A premier institutional sector acting as a primary laboratory for this framework is the UIN Jakarta Information and Public Relations Center (PIH). Within this executive unit, students do not merely clear civic service credits, they are directly integrated into corporate public relations workflows, expanding their capacities across investigative news reporting, global social media architecture, multimedia creative production, and large-scale university event management.
For the student body, this on-campus residency operates as a powerful mechanism to cultivate elite professional skills while decoding the operational rhythms standard to the media industry. Managing public data streams through the university's official digital channels allows participants to aggressively sharpen their executive communication, cross-functional teamwork, time management, and public information dissemination tactics.
This high-octane environment was experienced firsthand by Muhammad Hilwan Hadi Mustaqim, an undergraduate selected to serve as the Project Manager for the Talenta x Mahardika On-Campus Civic Mission (Batch 9). In this executive role, he spearheaded and coordinated a multi-disciplinary team of 39 students representing diverse academic faculties to manage public relations assets and back central university operations.
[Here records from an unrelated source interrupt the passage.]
// src/queue.rs
//! Job queue contract and its hosted-queue adapter.
//!
//! [`Queue`] is the generic push/pop contract. Deleting a delivered job is a
//! separate capability, [`Deletable`], which a queue advertises through
//! [`Queue::as_deletable`]. [`SqsQueue`] implements both on top of a
//! [`Transport`].

use std::collections::HashMap;
use std::sync::Arc;

use async_trait::async_trait;

use crate::config::QueueConfig;
use crate::error::{QueueError, QueueResult};
use crate::job::QueuedJob;
use crate::job_metadata::JobMetadata;
use crate::options::{BatchPopOptions, PopOptions, PushOptions};
use crate::registry::JobRegistry;
use crate::transport::{
    BatchFailure, DeleteBatchEntry, ReceiveRequest, ReceivedMessage, SendBatchEntry,
    SendMessageRequest, Transport,
};
use crate::utils::constants::{
    FIFO_QUEUE_SUFFIX, MAX_BATCH_SIZE, METADATA_ID, METADATA_MD5, METADATA_RECEIPT_HANDLE,
};
use crate::utils::md5_hex;

/// Generic durable job queue.
#[async_trait]
pub trait Queue: Send + Sync {
    fn name(&self) -> &str;

    /// Send one job. On success the job carries `__id__` and `md5` metadata.
    async fn push(&self, job: &mut QueuedJob, options: &PushOptions) -> QueueResult<()>;

    /// Receive at most one job.
    async fn pop(&self, options: &PopOptions) -> QueueResult<Option<QueuedJob>>;

    /// Send many jobs. `options` is keyed by position in `jobs`; missing
    /// positions use the defaults.
    ///
    /// Every entry is checked before anything is sent: one invalid entry
    /// (e.g. no message group on a FIFO queue) fails the whole call and no
    /// job is enqueued.
    async fn batch_push(
        &self,
        jobs: &mut [QueuedJob],
        options: &HashMap<usize, PushOptions>,
    ) -> QueueResult<BatchResult>;

    /// Receive up to `max_number_of_messages` jobs. Messages that do not
    /// decode to a registered job are skipped and logged.
    async fn batch_pop(&self, options: &BatchPopOptions) -> QueueResult<Vec<QueuedJob>>;

    /// Delete capability, when the queue has one.
    fn as_deletable(&self) -> Option<&dyn Deletable> {
        None
    }
}

/// Queues that can remove a delivered job for good.
#[async_trait]
pub trait Deletable: Send + Sync {
    /// Delete a popped job by its receipt handle.
    async fn delete(&self, job: &QueuedJob) -> QueueResult<()>;

    async fn batch_delete(&self, jobs: &[QueuedJob]) -> QueueResult<BatchResult>;
}

/// Entry of a logical batch the service refused.
#[derive(Debug, Clone, PartialEq, Eq)]
pub struct BatchEntryFailure {
    /// Position in the caller's slice.
    pub index: usize,
    pub code: String,
    pub message: String,
    pub sender_fault: bool,
}

/// Per-entry outcome of a logical batch, whatever the number of physical calls.
#[derive(Debug, Clone, Default, PartialEq, Eq)]
pub struct BatchResult {
    /// Positions in the caller's slice, in service order.
    pub successful: Vec<usize>,
    pub failed: Vec<BatchEntryFailure>,
}

pub type BatchPushResult = BatchResult;
pub type BatchDeleteResult = BatchResult;

impl BatchResult {
    /// True when no entry was refused.
    pub fn is_complete(&self) -> bool {
        self.failed.is_empty()
    }

    fn record_failures(&mut self, offset: usize, chunk_len: usize, failures: Vec<BatchFailure>) {
        for failure in failures {
            match local_index(&failure.id, chunk_len) {
                Some(local) => self.failed.push(BatchEntryFailure {
                    index: offset + local,
                    code: failure.code,
                    message: failure.message,
                    sender_fault: failure.sender_fault,
                }),
                None => tracing::warn!(id = %failure.id, "batch failure for unknown entry id"),
            }
        }
    }
}

/// Resolved location of a queue. Fixed for the adapter's lifetime.
#[derive(Debug, Clone, PartialEq, Eq)]
pub struct QueueEndpoint {
    pub name: String,
    pub url: String,
}

impl QueueEndpoint {
    pub fn is_fifo(&self) -> bool {
        self.url.ends_with(FIFO_QUEUE_SUFFIX)
    }
}

/// [`Queue`] adapter over a hosted message-queue [`Transport`].
pub struct SqsQueue {
    transport: Arc<dyn Transport>,
    endpoint: QueueEndpoint,
    registry: JobRegistry,
}

impl SqsQueue {
    /// Build the adapter, resolving the queue URL by name unless the config
    /// already carries one. This is the only lookup the adapter ever does.
    pub async fn connect(
        transport: Arc<dyn Transport>,
        config: QueueConfig,
        registry: JobRegistry,
    ) -> QueueResult<Self> {
        let url = match config.queue_url {
            Some(url) => url,
            None => transport.resolve(&config.name).await?,
        };
        tracing::debug!(queue = %config.name, %url, "queue endpoint resolved");

        Ok(Self {
            transport,
            endpoint: QueueEndpoint {
                name: config.name,
                url,
            },
            registry,
        })
    }

    pub fn endpoint(&self) -> &QueueEndpoint {
        &self.endpoint
    }

    pub fn url(&self) -> &str {
        &self.endpoint.url
    }

    pub fn is_fifo(&self) -> bool {
        self.endpoint.is_fifo()
    }

    /// Serialize a job and derive its send parameters. No network access.
    fn build_message(
        &self,
        job: &QueuedJob,
        options: &PushOptions,
    ) -> QueueResult<SendMessageRequest> {
        options.validate()?;
        let body = job.to_body()?;

        let mut message = SendMessageRequest {
            delay_seconds: options.delay_seconds,
            ..SendMessageRequest::default()
        };

        if self.is_fifo() {
            let (group_id, dedup_id) = fifo_parameters(&body, options)?;
            message.message_group_id = Some(group_id);
            message.message_deduplication_id = dedup_id;
        }

        message.body = body;
        Ok(message)
    }

    fn decode(&self, message: ReceivedMessage) -> QueueResult<QueuedJob> {
        let mut delivery = JobMetadata::new();
        delivery.attach([
            (METADATA_ID, message.message_id),
            (METADATA_RECEIPT_HANDLE, message.receipt_handle),
            (METADATA_MD5, message.md5_of_body),
        ]);
        self.registry.decode(&message.body, delivery)
    }
}

/// `MessageGroupId` and optional `MessageDeduplicationId` for a FIFO send.
fn fifo_parameters(body: &str, options: &PushOptions) -> QueueResult<(String, Option<String>)> {
    let group_id = options
        .message_group_id
        .as_deref()
        .filter(|group| !group.is_empty())
        .ok_or(QueueError::MissingMessageGroup)?;

    let dedup_id = match &options.message_deduplication_id {
        Some(id) => Some(id.clone()),
        None if options.enable_auto_deduplication => Some(md5_hex(body)),
        None => None,
    };

    Ok((group_id.to_owned(), dedup_id))
}

/// Map a per-call entry id back to its position inside the chunk.
fn local_index(id: &str, chunk_len: usize) -> Option<usize> {
    id.parse::<usize>().ok().filter(|index| *index < chunk_len)
}

fn receipt_handle(job: &QueuedJob) -> QueueResult<&str> {
    job.metadata()
        .receipt_handle()
        .ok_or(QueueError::MissingReceiptHandle)
}

#[async_trait]
impl Queue for SqsQueue {
    fn name(&self) -> &str {
        &self.endpoint.name
    }

    async fn push(&self, job: &mut QueuedJob, options: &PushOptions) -> QueueResult<()> {
        let message = self.build_message(job, options)?;
        let sent = self.transport.send(self.url(), message).await?;

        tracing::info!(
            queue = %self.endpoint.name,
            message_id = %sent.message_id,
            job = job.name(),
            "enqueued job"
        );

        job.metadata_mut().attach([
            (METADATA_ID, sent.message_id),
            (METADATA_MD5, sent.md5_of_body),
        ]);
        Ok(())
    }

    async fn pop(&self, options: &PopOptions) -> QueueResult<Option<QueuedJob>> {
        let mut jobs = self.batch_pop(&BatchPopOptions::from(*options)).await?;

        match jobs.len() {
            0 | 1 => Ok(jobs.pop()),
            count => Err(QueueError::UnexpectedMessageCount { count }),
        }
    }

    async fn batch_push(
        &self,
        jobs: &mut [QueuedJob],
        options: &HashMap<usize, PushOptions>,
    ) -> QueueResult<BatchResult> {
        let defaults = PushOptions::default();

        // Every entry is validated before the first chunk goes out.
        let mut messages = Vec::with_capacity(jobs.len());
        for (index, job) in jobs.iter().enumerate() {
            let entry_options = options.get(&index).unwrap_or(&defaults);
            messages.push(self.build_message(job, entry_options)?);
        }

        let mut result = BatchResult::default();
        let mut messages = messages.into_iter();

        for (chunk_number, chunk) in jobs.chunks_mut(MAX_BATCH_SIZE).enumerate() {
            let offset = chunk_number * MAX_BATCH_SIZE;
            let entries: Vec<SendBatchEntry> = messages
                .by_ref()
                .take(chunk.len())
                .enumerate()
                .map(|(local, message)| SendBatchEntry {
                    id: local.to_string(),
                    message,
                })
                .collect();

            tracing::debug!(
                queue = %self.endpoint.name,
                offset,
                entries = entries.len(),
                "sending message batch"
            );
            let output = self.transport.send_batch(self.url(), entries).await?;

            for success in output.successful {
                let Some(local) = local_index(&success.id, chunk.len()) else {
                    tracing::warn!(id = %success.id, "batch success for unknown entry id");
                    continue;
                };
                chunk[local].metadata_mut().attach([
                    (METADATA_ID, success.message_id),
                    (METADATA_MD5, success.md5_of_body),
                ]);
                result.successful.push(offset + local);
            }
            result.record_failures(offset, chunk.len(), output.failed);
        }

        if !result.is_complete() {
            tracing::warn!(
                queue = %self.endpoint.name,
                failed = result.failed.len(),
                "some batch entries were not sent"
            );
        }
        Ok(result)
    }

    async fn batch_pop(&self, options: &BatchPopOptions) -> QueueResult<Vec<QueuedJob>> {
        options.validate()?;

        let request = ReceiveRequest {
            max_number_of_messages: options.max_number_of_messages,
            visibility_timeout: options.visibility_timeout,
            wait_time_seconds: options.wait_time_seconds,
        };
        let messages = self.transport.receive(self.url(), request).await?;
        tracing::debug!(queue = %self.endpoint.name, received = messages.len(), "received messages");

        let mut jobs = Vec::with_capacity(messages.len());
        for message in messages {
            let message_id = message.message_id.clone();
            match self.decode(message) {
                Ok(job) => jobs.push(job),
                // Left in flight; it comes back after the visibility timeout.
                Err(err) => tracing::warn!(
                    queue = %self.endpoint.name,
                    %message_id,
                    error = %err,
                    "skipping message that does not decode to a registered job"
                ),
            }
        }
        Ok(jobs)
    }

    fn as_deletable(&self) -> Option<&dyn Deletable> {
        Some(self)
    }
}

#[async_trait]
impl Deletable for SqsQueue {
    async fn delete(&self, job: &QueuedJob) -> QueueResult<()> {
        let handle = receipt_handle(job)?;
        self.transport.delete(self.url(), handle).await?;
        tracing::debug!(queue = %self.endpoint.name, id = ?job.metadata().id(), "deleted job");
        Ok(())
    }

    async fn batch_delete(&self, jobs: &[QueuedJob]) -> QueueResult<BatchResult> {
        let handles = jobs
            .iter()
            .map(receipt_handle)
            .collect::<QueueResult<Vec<&str>>>()?;

        let mut result = BatchResult::default();
        for (chunk_number, chunk) in handles.chunks(MAX_BATCH_SIZE).enumerate() {
            let offset = chunk_number * MAX_BATCH_SIZE;
            let entries = chunk
                .iter()
                .enumerate()
                .map(|(local, handle)| DeleteBatchEntry {
                    id: local.to_string(),
                    receipt_handle: (*handle).to_owned(),
                })
                .collect();

            let output = self.transport.delete_batch(self.url(), entries).await?;

            for id in output.successful {
                match local_index(&id, chunk.len()) {
                    Some(local) => result.successful.push(offset + local),
                    None => tracing::warn!(%id, "batch success for unknown entry id"),
                }
            }
            result.record_failures(offset, chunk.len(), output.failed);
        }
        Ok(result)
    }
}
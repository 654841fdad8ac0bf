//! Shared fixtures: a scripted transport that records every call, and a few
//! job types.
#![allow(dead_code)]

use std::collections::{HashSet, VecDeque};
use std::sync::atomic::{AtomicUsize, Ordering};
use std::sync::{Arc, Mutex};

use async_trait::async_trait;
use serde::{Deserialize, Serialize};
use serde_json::{json, Value};

use qrush_sqs::transport::{
    BatchFailure, DeleteBatchEntry, DeleteBatchOutput, ReceiveRequest, ReceivedMessage,
    SendBatchEntry, SendBatchOutput, SendBatchSuccess, SendMessageOutput, SendMessageRequest,
};
use qrush_sqs::utils::md5_hex;
use qrush_sqs::{Job, JobRegistry, QueueConfig, SqsQueue, Transport, TransportError};

/// One call made against [`RecordingTransport`].
#[derive(Debug, Clone, PartialEq, Eq)]
pub enum Call {
    Resolve(String),
    Send(SendMessageRequest),
    SendBatch(Vec<SendBatchEntry>),
    Receive(ReceiveRequest),
    Delete(String),
    DeleteBatch(Vec<DeleteBatchEntry>),
}

/// Transport that records calls and answers from a script.
#[derive(Default)]
pub struct RecordingTransport {
    calls: Mutex<Vec<Call>>,
    deliveries: Mutex<VecDeque<Vec<ReceivedMessage>>>,
    refused_ids: Mutex<HashSet<String>>,
    delete_error: Mutex<Option<TransportError>>,
    sequence: AtomicUsize,
}

impl RecordingTransport {
    pub fn new() -> Arc<Self> {
        Arc::new(Self::default())
    }

    pub fn calls(&self) -> Vec<Call> {
        self.calls.lock().unwrap().clone()
    }

    /// Calls other than the initial resolve.
    pub fn network_calls(&self) -> Vec<Call> {
        self.calls()
            .into_iter()
            .filter(|call| !matches!(call, Call::Resolve(_)))
            .collect()
    }

    pub fn send_batches(&self) -> Vec<Vec<SendBatchEntry>> {
        self.calls()
            .into_iter()
            .filter_map(|call| match call {
                Call::SendBatch(entries) => Some(entries),
                _ => None,
            })
            .collect()
    }

    pub fn sends(&self) -> Vec<SendMessageRequest> {
        self.calls()
            .into_iter()
            .filter_map(|call| match call {
                Call::Send(message) => Some(message),
                _ => None,
            })
            .collect()
    }

    pub fn deletes(&self) -> Vec<String> {
        self.calls()
            .into_iter()
            .filter_map(|call| match call {
                Call::Delete(handle) => Some(handle),
                _ => None,
            })
            .collect()
    }

    /// Queue up the answer to the next receive call.
    pub fn deliver(&self, messages: Vec<ReceivedMessage>) {
        self.deliveries.lock().unwrap().push_back(messages);
    }

    /// Refuse the entry with this per-call id in every batch call.
    pub fn refuse_entry(&self, id: &str) {
        self.refused_ids.lock().unwrap().insert(id.to_owned());
    }

    pub fn fail_deletes_with(&self, err: TransportError) {
        *self.delete_error.lock().unwrap() = Some(err);
    }

    fn record(&self, call: Call) {
        self.calls.lock().unwrap().push(call);
    }

    fn next_id(&self) -> String {
        format!("msg-{}", self.sequence.fetch_add(1, Ordering::SeqCst))
    }

    fn refused(&self, id: &str) -> Option<BatchFailure> {
        self.refused_ids
            .lock()
            .unwrap()
            .contains(id)
            .then(|| BatchFailure {
                id: id.to_owned(),
                code: "InvalidParameterValue".into(),
                message: "refused by test".into(),
                sender_fault: true,
            })
    }
}

#[async_trait]
impl Transport for RecordingTransport {
    async fn resolve(&self, queue_name: &str) -> Result<String, TransportError> {
        self.record(Call::Resolve(queue_name.to_owned()));
        Ok(format!("https://queue.test/000000000000/{queue_name}"))
    }

    async fn send(
        &self,
        _queue_url: &str,
        message: SendMessageRequest,
    ) -> Result<SendMessageOutput, TransportError> {
        let md5_of_body = md5_hex(&message.body);
        self.record(Call::Send(message));
        Ok(SendMessageOutput {
            message_id: self.next_id(),
            md5_of_body,
        })
    }

    async fn send_batch(
        &self,
        _queue_url: &str,
        entries: Vec<SendBatchEntry>,
    ) -> Result<SendBatchOutput, TransportError> {
        self.record(Call::SendBatch(entries.clone()));

        let mut output = SendBatchOutput::default();
        for entry in entries {
            match self.refused(&entry.id) {
                Some(failure) => output.failed.push(failure),
                None => output.successful.push(SendBatchSuccess {
                    id: entry.id,
                    message_id: self.next_id(),
                    md5_of_body: md5_hex(&entry.message.body),
                }),
            }
        }
        Ok(output)
    }

    async fn receive(
        &self,
        _queue_url: &str,
        request: ReceiveRequest,
    ) -> Result<Vec<ReceivedMessage>, TransportError> {
        self.record(Call::Receive(request));
        Ok(self.deliveries.lock().unwrap().pop_front().unwrap_or_default())
    }

    async fn delete(&self, _queue_url: &str, receipt_handle: &str) -> Result<(), TransportError> {
        self.record(Call::Delete(receipt_handle.to_owned()));
        match self.delete_error.lock().unwrap().clone() {
            Some(err) => Err(err),
            None => Ok(()),
        }
    }

    async fn delete_batch(
        &self,
        _queue_url: &str,
        entries: Vec<DeleteBatchEntry>,
    ) -> Result<DeleteBatchOutput, TransportError> {
        self.record(Call::DeleteBatch(entries.clone()));

        let mut output = DeleteBatchOutput::default();
        for entry in entries {
            match self.refused(&entry.id) {
                Some(failure) => output.failed.push(failure),
                None => output.successful.push(entry.id),
            }
        }
        Ok(output)
    }
}

/// Job that succeeds and carries some text.
#[derive(Debug, Clone, Serialize, Deserialize)]
pub struct Greeting {
    pub text: String,
}

#[async_trait]
impl Job for Greeting {
    async fn perform(&self) -> anyhow::Result<()> {
        Ok(())
    }

    fn name(&self) -> &'static str {
        "greeting"
    }

    fn content(&self) -> serde_json::Result<Value> {
        serde_json::to_value(self)
    }
}

pub fn greeting(text: &str) -> Greeting {
    Greeting { text: text.into() }
}

/// What a [`Scripted`] job does when performed.
#[derive(Debug, Clone)]
pub enum Outcome {
    Succeed,
    Fail(String),
    ServiceError(TransportError),
}

/// Job with a scripted outcome that counts its hook calls.
#[derive(Debug)]
pub struct Scripted {
    pub outcome: Outcome,
    pub performed: Arc<AtomicUsize>,
    pub always: Arc<AtomicUsize>,
}

impl Scripted {
    pub fn new(outcome: Outcome) -> Self {
        Self {
            outcome,
            performed: Arc::default(),
            always: Arc::default(),
        }
    }
}

#[async_trait]
impl Job for Scripted {
    async fn perform(&self) -> anyhow::Result<()> {
        self.performed.fetch_add(1, Ordering::SeqCst);
        match &self.outcome {
            Outcome::Succeed => Ok(()),
            Outcome::Fail(reason) => Err(anyhow::anyhow!("{reason}")),
            Outcome::ServiceError(err) => Err(err.clone().into()),
        }
    }

    async fn always(&self) {
        self.always.fetch_add(1, Ordering::SeqCst);
    }

    fn name(&self) -> &'static str {
        "scripted"
    }

    fn content(&self) -> serde_json::Result<Value> {
        Ok(json!({}))
    }
}

pub fn registry() -> JobRegistry {
    let registry = JobRegistry::new();
    registry.register::<Greeting>("greeting");
    registry
}

pub async fn connect(transport: &Arc<RecordingTransport>, name: &str) -> SqsQueue {
    SqsQueue::connect(transport.clone(), QueueConfig::new(name), registry())
        .await
        .unwrap()
}

/// A delivery as the service would hand it out.
pub fn delivery(id: &str, handle: &str, text: &str) -> ReceivedMessage {
    let body = json!({
        "name": "greeting",
        "content": { "text": text },
        "metadata": { "tenant": "acme" },
    })
    .to_string();

    ReceivedMessage {
        md5_of_body: md5_hex(&body),
        body,
        message_id: id.to_owned(),
        receipt_handle: handle.to_owned(),
    }
}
"The professional impact has been immense. Beyond acquiring technical expertise in project design and team logistics, I learned advanced leadership, crisis communication, conflict resolution, macro decision-making, and real-time problem-solving under strict corporate pressure," Mustaqim revealed.
According to Mustaqim, the on-campus service learning structure yields a precise blueprint of corporate workplace dynamics that cannot be replicated inside a traditional lecture hall. Throughout the four-month residency, students are demanded to adapt to high-velocity workflows, maintain absolute team synergy, and clear creative deliverables under strict corporate deadlines.
He evaluated that the program systematically dismantles the misconception held by some undergraduates who view internal campus assignments as simple clerical or administrative paperwork. In practice, the consultants are heavily immersed in high-level creative direction, communication strategy design, audio-visual asset production, and post-campaign data analytics.
Staged over a four-month deployment cycle, the on-campus framework offers exceptional logistics flexibility for upper-level undergraduates. Executing the civic mission within the immediate university perimeter allows participants to seamlessly align their remaining advanced coursework schedules with their professional project responsibilities, ensuring a healthy academic balance.
Ultimately, the On-Campus Civic Mission functions as a vital institutional incubator for students to acquire premium corporate competencies before entering the global labor market. Beyond the technical portfolio expansion, the project builds high-value leadership, communications, and project management methodologies crucial to navigating modern corporate environments.
To accommodate diverse student development profiles, UIN Jakarta systematically operates four distinct strategic pillars within its civic mission portfolio: the Rural Regular Mission, the On-Campus Service Learning Residency, the International Diplomatic Mission, and the Specialized Thematic / National Sovereignty Mission.